Avatar: Official proposal Official proposal

Team name: Learnifiers

Use of AI tools:

  • Claude : research, structuring ideas, drafting sections, and refining the technical architecture

  • Gemini : exploring related work and cross-checking technical concepts

  • Grammarly : proofreading and language refinement

Category: AI Learning Support and Pedagogy

External feedback & contributions:

  • Nipun Ranchhod Navadia detailed critical feedback on execution complexity, VM substitution fidelity, and realism validation

  • Tayeb Bouchikhi questions on architecture, deployment contexts, and differentiation from existing LLMs

  • Hans Zúñiga feedback on technical accuracy and outcome validation

  • Ndeye Sophie Seck questions on student frustration management and hint calibration

Initial contribution: Architecting Stateful Large Language Model Simulations for Infrastructure-less Cybersecurity Education

Reflection on the process:

The initial contribution was built on a survey of 30 students showed 74% were using AI passively, and cost data confirmed that existing lab solutions are simply out of reach for most low-resource institutions. That foundation didn't change through Phase 2, but the proposal got sharper in ways that mattered.

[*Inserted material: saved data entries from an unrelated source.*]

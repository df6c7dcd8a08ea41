mod common;

use chat_relay::store::{Error, NewChat, NewLog, NewMessage, NewUser, PgStore, Store, StoreConfig};
use testcontainers::clients::Cli;
use uuid::Uuid;

// Macro to set up test environment
// Note: This keeps _docker and _container alive for the duration of the test
macro_rules! setup_test {
    ($docker:ident, $container:ident, $store:ident) => {
        setup_test!($docker, $container, $store, _pool);
    };
    ($docker:ident, $container:ident, $store:ident, $pool:ident) => {
        let $docker = Cli::default();
        let $container = $docker.run(common::create_postgres_container());

        // Postgres restarts once after initdb, give it a moment
        tokio::time::sleep(tokio::time::Duration::from_secs(3)).await;

        let host_port = $container.get_host_port_ipv4(common::POSTGRES_PORT);
        let connection_string = common::build_connection_string("127.0.0.1", host_port);
        let config = StoreConfig::from_connection_string(&connection_string).unwrap();
        // Raw-SQL access alongside the store
        let $pool = config.build_pool().unwrap();
        let $store = PgStore::connect_with_retry(config, 5, std::time::Duration::from_secs(1))
            .await
            .unwrap();
        $store.migrate().await.unwrap();
    };
}

// ============================================================================
// schema
// ============================================================================

#[tokio::test]
async fn test_migrate_is_idempotent() {
    setup_test!(_docker, _container, store);

    store.migrate().await.unwrap();
    store.ping().await.unwrap();
    assert_eq!(store.count_users().await.unwrap(), 0);
}

// ============================================================================
// users and chats
// ============================================================================

#[tokio::test]
async fn test_create_and_get_user() {
    setup_test!(_docker, _container, store);

    let user = store
        .create_user(NewUser::new("ada", "ada@example.com"))
        .await
        .unwrap();

    let fetched = store.get_user(user.user_id).await.unwrap().unwrap();
    assert_eq!(fetched.username, "ada");
    assert_eq!(fetched.email, "ada@example.com");
    assert_eq!(store.count_users().await.unwrap(), 1);

    assert!(store.get_user(Uuid::new_v4()).await.unwrap().is_none());
}

#[tokio::test]
async fn test_duplicate_email_is_unique_violation() {
    setup_test!(_docker, _container, store);

    store
        .create_user(NewUser::new("ada", "ada@example.com"))
        .await
        .unwrap();
    let err = store
        .create_user(NewUser::new("ada2", "ada@example.com"))
        .await
        .unwrap_err();

    assert!(matches!(err, Error::UniqueViolation(_)));
}

#[tokio::test]
async fn test_chat_requires_existing_user() {
    setup_test!(_docker, _container, store);

    let err = store
        .create_chat(NewChat {
            user_id: Uuid::new_v4(),
        })
        .await
        .unwrap_err();

    assert!(matches!(err, Error::ForeignKeyViolation(_)));
}

#[tokio::test]
async fn test_list_user_chats_newest_first() {
    setup_test!(_docker, _container, store);

    let user = store
        .create_user(NewUser::new("ada", "ada@example.com"))
        .await
        .unwrap();
    let first = store.create_chat(NewChat { user_id: user.user_id }).await.unwrap();
    tokio::time::sleep(tokio::time::Duration::from_millis(10)).await;
    let second = store.create_chat(NewChat { user_id: user.user_id }).await.unwrap();

    let chats = store.list_user_chats(user.user_id).await.unwrap();
    let ids: Vec<Uuid> = chats.iter().map(|c| c.chat_id).collect();
    assert_eq!(ids, vec![second.chat_id, first.chat_id]);

    assert_eq!(store.get_chat(first.chat_id).await.unwrap(), Some(first));
}

// ============================================================================
// messages and logs
// ============================================================================

#[tokio::test]
async fn test_chat_history_ordered() {
    setup_test!(_docker, _container, store);

    let user = store
        .create_user(NewUser::new("ada", "ada@example.com"))
        .await
        .unwrap();
    let chat = store.create_chat(NewChat { user_id: user.user_id }).await.unwrap();
    let other = store.create_chat(NewChat { user_id: user.user_id }).await.unwrap();

    store
        .create_message(NewMessage::inbound(chat.chat_id, user.user_id, "hi"))
        .await
        .unwrap();
    store
        .create_message(NewMessage::inbound(other.chat_id, user.user_id, "elsewhere"))
        .await
        .unwrap();
    store
        .create_message(NewMessage::outbound(chat.chat_id, user.user_id, "hello back"))
        .await
        .unwrap();

    let history = store.get_chat_history(chat.chat_id).await.unwrap().unwrap();
    assert_eq!(history.chat.chat_id, chat.chat_id);

    let roles: Vec<(&str, &str)> = history
        .messages
        .iter()
        .map(|m| (m.role(), m.content.as_str()))
        .collect();
    assert_eq!(roles, vec![("user", "hi"), ("assistant", "hello back")]);
    assert!(history.messages[0].timestamp <= history.messages[1].timestamp);

    assert!(store.get_chat_history(Uuid::new_v4()).await.unwrap().is_none());
}

#[tokio::test]
async fn test_message_requires_existing_chat() {
    setup_test!(_docker, _container, store);

    let user = store
        .create_user(NewUser::new("ada", "ada@example.com"))
        .await
        .unwrap();
    let err = store
        .create_message(NewMessage::inbound(Uuid::new_v4(), user.user_id, "hi"))
        .await
        .unwrap_err();

    assert!(matches!(err, Error::ForeignKeyViolation(_)));
}

#[tokio::test]
async fn test_logs_round_trip() {
    setup_test!(_docker, _container, store);

    let user = store
        .create_user(NewUser::new("ada", "ada@example.com"))
        .await
        .unwrap();
    let chat = store.create_chat(NewChat { user_id: user.user_id }).await.unwrap();

    store
        .create_log(NewLog::new(user.user_id, chat.chat_id, "send_message").with_details("Message sent: hi..."))
        .await
        .unwrap();
    store
        .create_log(NewLog::new(user.user_id, chat.chat_id, "completion_forwarded"))
        .await
        .unwrap();

    let logs = store.list_chat_logs(chat.chat_id).await.unwrap();
    let actions: Vec<&str> = logs.iter().map(|l| l.action.as_str()).collect();
    assert_eq!(actions, vec!["send_message", "completion_forwarded"]);
    assert_eq!(logs[0].details.as_deref(), Some("Message sent: hi..."));
    assert!(logs[1].details.is_none());
}

// ============================================================================
// cascading deletes
// ============================================================================

async fn count_rows(pool: &deadpool_postgres::Pool, table: &str, chat_id: Uuid) -> i64 {
    let client = pool.get().await.unwrap();
    let sql = format!("SELECT COUNT(*) FROM {} WHERE chat_id = $1", table);
    client.query_one(&sql, &[&chat_id]).await.unwrap().get(0)
}

#[tokio::test]
async fn test_deleting_chat_or_user_cascades() {
    setup_test!(_docker, _container, store, pool);

    let user = store
        .create_user(NewUser::new("ada", "ada@example.com"))
        .await
        .unwrap();
    let first = store.create_chat(NewChat { user_id: user.user_id }).await.unwrap();
    let second = store.create_chat(NewChat { user_id: user.user_id }).await.unwrap();

    for chat in [&first, &second] {
        store
            .create_message(NewMessage::inbound(chat.chat_id, user.user_id, "hi"))
            .await
            .unwrap();
        store
            .create_log(NewLog::new(user.user_id, chat.chat_id, "send_message"))
            .await
            .unwrap();
    }

    let client = pool.get().await.unwrap();

    client
        .execute("DELETE FROM chats WHERE chat_id = $1", &[&first.chat_id])
        .await
        .unwrap();
    assert_eq!(count_rows(&pool, "messages", first.chat_id).await, 0);
    assert_eq!(count_rows(&pool, "logs", first.chat_id).await, 0);
    assert_eq!(count_rows(&pool, "messages", second.chat_id).await, 1);
    assert_eq!(count_rows(&pool, "logs", second.chat_id).await, 1);

    client
        .execute("DELETE FROM users WHERE user_id = $1", &[&user.user_id])
        .await
        .unwrap();
    assert!(store.get_chat(second.chat_id).await.unwrap().is_none());
    assert_eq!(count_rows(&pool, "messages", second.chat_id).await, 0);
    assert_eq!(count_rows(&pool, "logs", second.chat_id).await, 0);
}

Nipun's review pushed us to be more honest about scope. The system doesn't replace a real lab at the advanced level and we weren't saying that clearly enough. We now frame it explicitly as a beginner-to-intermediate layer , students who go through it arrive at physical labs better prepared, not as a replacement for them.

The questions around the Socratic Evaluator from multiple reviewers made us articulate the Goal Tree logic more precisely. The key distinction that hints are tied to where the student is in the attack chain rather than just reacting to whatever they type , wasn't obvious enough in the original, and that's now front and center.

The frustration management question pushed us to explain the three-tier escalation system more clearly: hints first, then prompts when the Goal Tree detects repeated errors, then direct assertions as a last resort so students never hit a dead end.

The realism validation concern pushed us to surface the existing pipeline more clearly , it was already part of the architecture but wasn't communicated explicitly enough in the initial contribution.

It's worth noting that the project is currently in active development.